• [What you will do]
Set down all of the records exactly.

(Data items)
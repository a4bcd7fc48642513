// ============================================================
// Error Taxonomy
// ============================================================
// One error enum shared by the data pipeline and the trainer.
//
// Propagation policy:
//   - Input / Io / Model errors are fatal and abort the run
//   - Validation errors are item-level: the offending record is
//     dropped and the error never leaves the cleaning stage
//   - ExternalService errors are item-level in augmentation:
//     logged, the item keeps zero variants, the run continues
//
// There are no automatic retries anywhere. That is a known
// reliability gap of this pipeline, kept deliberate rather than
// papered over.

use thiserror::Error;

#[derive(Debug, Error)]
pub enum PipelineError {
    /// Malformed or missing raw input files — aborts the pipeline
    #[error("input error: {0}")]
    Input(String),

    /// A record with an invalid shape — recovered by dropping it
    #[error("validation error: {0}")]
    Validation(String),

    /// Text-generation service failure — recovered by skipping
    /// that item's augmentation
    #[error("external service error: {0}")]
    ExternalService(String),

    /// Model build/fit/save failure — aborts training
    #[error("model error: {0}")]
    Model(String),

    /// Filesystem failure writing or reading artifacts — fatal
    #[error("io error: {0}")]
    Io(#[from] std::io::Error),

    /// JSON (de)serialization failure — fatal at stage level
    #[error("json error: {0}")]
    Json(#[from] serde_json::Error),
}

pub type Result<T> = std::result::Result<T, PipelineError>;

• [Response box]
repository a4bcd7fc48642513
// ============================================================
// Error Taxonomy
// ============================================================
// One error enum shared by the data pipeline and the trainer.
//
// Propagation policy:
//   - Input / Io / Model errors are fatal and abort the run
//   - Validation errors are item-level: the offending record is
//     dropped and the error never leaves the cleaning stage
//   - ExternalService errors are item-level in augmentation:
//     logged, the item keeps zero variants, the run continues
//
// There are no automatic retries anywhere. That is a known
// reliability gap of this pipeline, kept deliberate rather than
// papered over.

use thiserror::Error;

#[derive(Debug, Error)]
pub enum PipelineError {
    /// Malformed or missing raw input files — aborts the pipeline
    #[error("input error: {0}")]
    Input(String),

    /// A record with an invalid shape — recovered by dropping it
    #[error("validation error: {0}")]
    Validation(String),

    /// Text-generation service failure — recovered by skipping
    /// that item's augmentation
    #[error("external service error: {0}")]
    ExternalService(String),

    /// Model build/fit/save failure — aborts training
    #[error("model error: {0}")]
    Model(String),

    /// Filesystem failure writing or reading artifacts — fatal
    #[error("io error: {0}")]
    Io(#[from] std::io::Error),

    /// JSON (de)serialization failure — fatal at stage level
    #[error("json error: {0}")]
    Json(#[from] serde_json::Error),
}

pub type Result<T> = std::result::Result<T, PipelineError>;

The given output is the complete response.